** Your assignment **
Work out how many lines below contain the word "traffic", then give that number alone.
..........
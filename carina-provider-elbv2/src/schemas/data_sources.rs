//! Data source schemas
//!
//! Lookup arguments are plain attributes; everything a lookup returns is
//! computed.

use carina_core::schema::{AttributeSchema, AttributeType, ResourceSchema, types};

use super::{string_set, tags_type};

fn outputs(schema: ResourceSchema, fields: &[(&str, AttributeType)]) -> ResourceSchema {
    fields.iter().fold(schema, |schema, (name, attr_type)| {
        schema.attribute(AttributeSchema::new(*name, attr_type.clone()).computed())
    })
}

fn lookup_arn() -> AttributeSchema {
    AttributeSchema::new("arn", types::arn()).conflicts_with(&["name"])
}

fn lookup_name() -> AttributeSchema {
    AttributeSchema::new("name", AttributeType::String).conflicts_with(&["arn"])
}

pub fn load_balancer_schema() -> ResourceSchema {
    let schema = ResourceSchema::new("elbv2.load_balancer")
        .with_description("Looks up an existing load balancer")
        .attribute(lookup_arn())
        .attribute(lookup_name())
        .attribute(AttributeSchema::new("tags", tags_type()).with_description("Tags the load balancer must carry"));
    outputs(
        schema,
        &[
            ("id", AttributeType::String),
            ("arn_suffix", AttributeType::String),
            ("dns_name", AttributeType::String),
            ("zone_id", AttributeType::String),
            ("vpc_id", AttributeType::String),
            ("internal", AttributeType::Bool),
            ("load_balancer_type", AttributeType::String),
            ("ip_address_type", AttributeType::String),
            ("security_groups", string_set()),
            ("subnets", string_set()),
            ("customer_owned_ipv4_pool", AttributeType::String),
        ],
    )
}

pub fn listener_schema() -> ResourceSchema {
    let schema = ResourceSchema::new("elbv2.listener")
        .with_description("Looks up an existing listener by ARN, or by load balancer and port")
        .attribute(AttributeSchema::new("arn", types::arn()).conflicts_with(&["load_balancer_arn", "port"]))
        .attribute(AttributeSchema::new("load_balancer_arn", types::arn()))
        .attribute(AttributeSchema::new("port", types::port()));
    outputs(
        schema,
        &[
            ("id", AttributeType::String),
            ("protocol", AttributeType::String),
            ("ssl_policy", AttributeType::String),
            ("certificate_arn", AttributeType::String),
            ("alpn_policy", AttributeType::String),
            ("tags", tags_type()),
        ],
    )
    .with_validator(|attrs| {
        if attrs.contains_key("arn")
            || (attrs.contains_key("load_balancer_arn") && attrs.contains_key("port"))
        {
            Ok(())
        } else {
            Err("either arn or both load_balancer_arn and port are required".to_string())
        }
    })
}

pub fn target_group_schema() -> ResourceSchema {
    let schema = ResourceSchema::new("elbv2.target_group")
        .with_description("Looks up an existing target group")
        .attribute(lookup_arn())
        .attribute(lookup_name())
        .attribute(AttributeSchema::new("tags", tags_type()).with_description("Tags the target group must carry"));
    outputs(
        schema,
        &[
            ("id", AttributeType::String),
            ("arn_suffix", AttributeType::String),
            ("port", AttributeType::Int),
            ("protocol", AttributeType::String),
            ("protocol_version", AttributeType::String),
            ("vpc_id", AttributeType::String),
            ("target_type", AttributeType::String),
            ("load_balancer_arns", string_set()),
        ],
    )
}

pub fn trust_store_schema() -> ResourceSchema {
    let schema = ResourceSchema::new("elbv2.trust_store")
        .with_description("Looks up an existing trust store")
        .attribute(lookup_arn())
        .attribute(lookup_name());
    outputs(
        schema,
        &[
            ("id", AttributeType::String),
            ("arn_suffix", AttributeType::String),
            ("status", AttributeType::String),
        ],
    )
    .with_validator(|attrs| {
        if attrs.contains_key("arn") || attrs.contains_key("name") {
            Ok(())
        } else {
            Err("one of arn or name is required".to_string())
        }
    })
}

pub fn hosted_zone_id_schema() -> ResourceSchema {
    let schema = ResourceSchema::new("elbv2.hosted_zone_id")
        .with_description("Canonical hosted zone ID of load balancers in a region")
        .attribute(
            AttributeSchema::new("region", AttributeType::String)
                .with_description("Defaults to the provider region"),
        )
        .attribute(AttributeSchema::new(
            "load_balancer_type",
            AttributeType::enum_of(&["application", "network"]),
        ));
    outputs(schema, &[("id", AttributeType::String)])
}
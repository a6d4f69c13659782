//! elbv2.target_group schema

use carina_core::resource::Value;
use carina_core::schema::{AttributeSchema, AttributeType, ResourceSchema, SuppressContext, types};

use super::{computed, int_range, string_set, with_common, with_name};
use crate::attributes::{self, Scope, TARGET_GROUP};
use crate::utils::{Attrs, get_block, get_str};

pub const PROTOCOLS: &[&str] = &["GENEVE", "HTTP", "HTTPS", "TCP", "TCP_UDP", "TLS", "UDP"];

pub const TARGET_TYPES: &[&str] = &["instance", "ip", "lambda", "alb"];

pub const STICKINESS_TYPES: &[&str] = &[
    "lb_cookie",
    "app_cookie",
    "source_ip",
    "source_ip_dest_ip",
    "source_ip_dest_ip_proto",
];

fn not_applicable(ctx: &SuppressContext<'_>) -> bool {
    let scope = Scope {
        protocol: ctx.root_str("protocol"),
        target_type: Some(ctx.root_str("target_type").unwrap_or("instance")),
        ..Default::default()
    };
    !attributes::applies(TARGET_GROUP, ctx.key, &scope)
}

fn table_attribute(name: &str, attr_type: AttributeType) -> AttributeSchema {
    AttributeSchema::new(name, attr_type).with_diff_suppress(not_applicable)
}

fn slow_start() -> AttributeType {
    AttributeType::Custom {
        name: "SlowStart".to_string(),
        base: Box::new(AttributeType::Int),
        validate: |value| match value {
            Value::Int(0) => Ok(()),
            Value::Int(n) if (30..=900).contains(n) => Ok(()),
            Value::Int(n) => Err(format!("slow_start must be 0 or 30-900 seconds, got {}", n)),
            _ => Err("Expected integer".to_string()),
        },
    }
}

fn health_check_block() -> AttributeType {
    AttributeType::block(
        "HealthCheck",
        vec![
            AttributeSchema::new("enabled", AttributeType::Bool).with_default(Value::Bool(true)),
            AttributeSchema::new("healthy_threshold", int_range!(2, 10)).with_default(Value::Int(3)),
            AttributeSchema::new("interval", int_range!(5, 300)).with_default(Value::Int(30)),
            AttributeSchema::new("matcher", AttributeType::String)
                .with_description("HTTP codes (\"200-299\") or, with protocol_version GRPC, gRPC codes"),
            AttributeSchema::new("path", AttributeType::String),
            AttributeSchema::new("port", AttributeType::String)
                .with_default(Value::String("traffic-port".to_string())),
            AttributeSchema::new("protocol", AttributeType::enum_of(&["HTTP", "HTTPS", "TCP"]))
                .with_default(Value::String("HTTP".to_string())),
            AttributeSchema::new("timeout", int_range!(2, 120)),
            AttributeSchema::new("unhealthy_threshold", int_range!(2, 10)).with_default(Value::Int(3)),
        ],
    )
}

fn stickiness_block() -> AttributeType {
    AttributeType::block(
        "Stickiness",
        vec![
            AttributeSchema::new("type", AttributeType::enum_of(STICKINESS_TYPES)).required(),
            AttributeSchema::new("cookie_duration", int_range!(1, 604800))
                .with_default(Value::Int(86400))
                .with_diff_suppress(|ctx| {
                    !matches!(ctx.sibling_str("type"), Some("lb_cookie" | "app_cookie"))
                }),
            AttributeSchema::new("cookie_name", AttributeType::String),
            AttributeSchema::new("enabled", AttributeType::Bool).with_default(Value::Bool(true)),
        ],
    )
}

fn target_failover_block() -> AttributeType {
    let mode = || AttributeType::enum_of(&["rebalance", "no_rebalance"]);
    AttributeType::block(
        "TargetFailover",
        vec![
            AttributeSchema::new("on_deregistration", mode()).required(),
            AttributeSchema::new("on_unhealthy", mode()).required(),
        ],
    )
}

pub fn target_group_schema() -> ResourceSchema {
    let schema = ResourceSchema::new("elbv2.target_group")
        .with_description("Target group routing requests to registered targets")
        .attribute(AttributeSchema::new("port", types::port()).force_new())
        .attribute(AttributeSchema::new("protocol", AttributeType::enum_of(PROTOCOLS)).force_new())
        .attribute(
            AttributeSchema::new("protocol_version", AttributeType::enum_of(&["GRPC", "HTTP1", "HTTP2"]))
                .force_new(),
        )
        .attribute(AttributeSchema::new("vpc_id", AttributeType::String).force_new())
        .attribute(
            AttributeSchema::new("target_type", AttributeType::enum_of(TARGET_TYPES))
                .force_new()
                .with_default(Value::String("instance".to_string())),
        )
        .attribute(
            AttributeSchema::new("ip_address_type", AttributeType::enum_of(&["ipv4", "ipv6"])).force_new(),
        )
        .attribute(AttributeSchema::new("health_check", health_check_block()))
        .attribute(AttributeSchema::new("stickiness", stickiness_block()))
        .attribute(table_attribute("target_failover", target_failover_block()))
        .attribute(
            table_attribute("deregistration_delay", int_range!(0, 3600)).with_default(Value::Int(300)),
        )
        .attribute(table_attribute("slow_start", slow_start()))
        .attribute(table_attribute("proxy_protocol_v2", AttributeType::Bool))
        .attribute(table_attribute("connection_termination", AttributeType::Bool))
        .attribute(table_attribute("lambda_multi_value_headers_enabled", AttributeType::Bool))
        .attribute(table_attribute(
            "load_balancing_algorithm_type",
            AttributeType::enum_of(&["round_robin", "least_outstanding_requests", "weighted_random"]),
        ))
        .attribute(table_attribute(
            "load_balancing_cross_zone_enabled",
            AttributeType::enum_of(&["true", "false", "use_load_balancer_configuration"]),
        ))
        .attribute(table_attribute("preserve_client_ip", AttributeType::Bool))
        .attribute(computed("arn_suffix", "ARN suffix for use with CloudWatch metrics"))
        .attribute(
            AttributeSchema::new("load_balancer_arns", string_set())
                .computed()
                .with_description("Load balancers routing to this target group"),
        )
        .with_validator(validate);

    with_common(with_name(schema, "target group"))
}

fn is_http(protocol: Option<&str>) -> bool {
    matches!(protocol, Some("HTTP" | "HTTPS"))
}

fn validate(attrs: &Attrs) -> Result<(), String> {
    let target_type = get_str(attrs, "target_type").unwrap_or("instance");
    let protocol = get_str(attrs, "protocol");

    if target_type == "lambda" {
        for key in ["port", "protocol", "vpc_id", "protocol_version"] {
            if attrs.contains_key(key) {
                return Err(format!("{} cannot be set for target_type lambda", key));
            }
        }
    } else {
        for key in ["port", "protocol", "vpc_id"] {
            if !attrs.contains_key(key) {
                return Err(format!("{} is required for target_type {}", key, target_type));
            }
        }
    }

    if attrs.contains_key("protocol_version") && protocol.is_some() && !is_http(protocol) {
        return Err("protocol_version is only supported with HTTP and HTTPS".to_string());
    }

    if let Some(stickiness) = get_block(attrs, "stickiness")
        && let Some(kind) = get_str(stickiness, "type")
        && matches!(kind, "lb_cookie" | "app_cookie")
        && protocol.is_some()
        && !is_http(protocol)
    {
        return Err(format!("stickiness type {} is only supported with HTTP and HTTPS", kind));
    }
    if let Some(stickiness) = get_block(attrs, "stickiness")
        && get_str(stickiness, "type") == Some("app_cookie")
        && !stickiness.contains_key("cookie_name")
    {
        return Err("stickiness.cookie_name is required for app_cookie stickiness".to_string());
    }

    if let Some(health_check) = get_block(attrs, "health_check")
        && get_str(health_check, "protocol") == Some("TCP")
    {
        for key in ["path", "matcher"] {
            if health_check.contains_key(key) {
                return Err(format!("health_check.{} is not supported with a TCP health check", key));
            }
        }
    }

    Ok(())
}

#[cfg(test)]
mod tests {
    use super::*;
    use std::collections::HashMap;

    fn attrs(pairs: Vec<(&str, Value)>) -> Attrs {
        pairs.into_iter().map(|(k, v)| (k.to_string(), v)).collect()
    }

    fn s(v: &str) -> Value {
        Value::String(v.to_string())
    }

    fn http_group() -> Attrs {
        attrs(vec![
            ("port", Value::Int(80)),
            ("protocol", s("HTTP")),
            ("vpc_id", s("vpc-1")),
        ])
    }

    #[test]
    fn instance_groups_need_port_protocol_and_vpc() {
        let schema = target_group_schema();
        assert!(schema.validate(&http_group()).is_ok());

        let errors = schema.validate(&attrs(vec![("port", Value::Int(80))])).unwrap_err();
        assert!(errors[0].to_string().contains("protocol is required"));
    }

    #[test]
    fn lambda_groups_take_no_port() {
        let schema = target_group_schema();
        let lambda = attrs(vec![("target_type", s("lambda"))]);
        assert!(schema.validate(&lambda).is_ok());

        let mut with_port = lambda.clone();
        with_port.insert("port".to_string(), Value::Int(80));
        assert!(schema.validate(&with_port).is_err());
    }

    #[test]
    fn cookie_stickiness_needs_http() {
        let schema = target_group_schema();
        let mut stickiness = HashMap::new();
        stickiness.insert("type".to_string(), s("lb_cookie"));
        let mut desired = attrs(vec![
            ("port", Value::Int(80)),
            ("protocol", s("TCP")),
            ("vpc_id", s("vpc-1")),
            ("stickiness", Value::Map(stickiness.clone())),
        ]);
        assert!(schema.validate(&desired).is_err());

        stickiness.insert("type".to_string(), s("source_ip"));
        desired.insert("stickiness".to_string(), Value::Map(stickiness));
        assert!(schema.validate(&desired).is_ok());
    }

    #[test]
    fn slow_start_range() {
        let t = slow_start();
        assert!(t.validate(&Value::Int(0)).is_ok());
        assert!(t.validate(&Value::Int(10)).is_err());
        assert!(t.validate(&Value::Int(30)).is_ok());
    }

    #[test]
    fn tcp_health_checks_take_no_path() {
        let schema = target_group_schema();
        let mut health_check = HashMap::new();
        health_check.insert("protocol".to_string(), s("TCP"));
        health_check.insert("path".to_string(), s("/health"));
        let mut desired = http_group();
        desired.insert("health_check".to_string(), Value::Map(health_check));
        assert!(schema.validate(&desired).is_err());
    }

    #[test]
    fn defaults_reach_into_health_check() {
        let schema = target_group_schema();
        let mut desired = http_group();
        desired.insert("health_check".to_string(), Value::Map(HashMap::new()));
        schema.apply_defaults(&mut desired);
        let health_check = get_block(&desired, "health_check").unwrap();
        assert_eq!(health_check.get("interval"), Some(&Value::Int(30)));
        assert_eq!(health_check.get("port"), Some(&s("traffic-port")));
        assert_eq!(desired.get("deregistration_delay"), Some(&Value::Int(300)));
    }
}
..........
** Exercise result **
2